[Records from a dataset]
• • • • • • •

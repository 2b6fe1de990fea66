use thiserror::Error;

/// Errors that can occur around nutrition calculation
///
/// The calculation pipeline itself degrades to warnings; these errors cover
/// invalid input, configuration, I/O and the text-generation collaborator.
#[derive(Error, Debug)]
pub enum NutritionError {
    /// Request or argument failed validation
    #[error("Invalid input: {0}")]
    InvalidInput(String),

    /// HTTP request to a remote service failed
    #[error("Failed to fetch: {0}")]
    FetchError(#[from] reqwest::Error),

    /// Configuration error
    #[error("Configuration error: {0}")]
    ConfigError(#[from] config::ConfigError),

    /// Curated nutrition mapping could not be loaded
    #[error("Invalid nutrition mapping: {0}")]
    MappingError(String),

    /// LLM provider setup or request failed
    #[error("Provider error: {0}")]
    ProviderError(String),

    /// Generated text could not be coerced into the expected shape
    #[error("Generation failed: {0}")]
    GenerationError(String),

    /// Builder configuration error
    #[error("Builder error: {0}")]
    BuilderError(String),

    /// Reading an input file failed
    #[error("I/O error: {0}")]
    IoError(#[from] std::io::Error),

    /// Input JSON could not be decoded
    #[error("JSON error: {0}")]
    JsonError(#[from] serde_json::Error),
}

• • • • • • •

EXERCISE REQUIREMENTS -
Copy out the lines of the data where the word "text" can be found.

EXERCISE SOLUTION -
/// invalid input, configuration, I/O and the text-generation collaborator.
    /// Generated text could not be coerced into the expected shape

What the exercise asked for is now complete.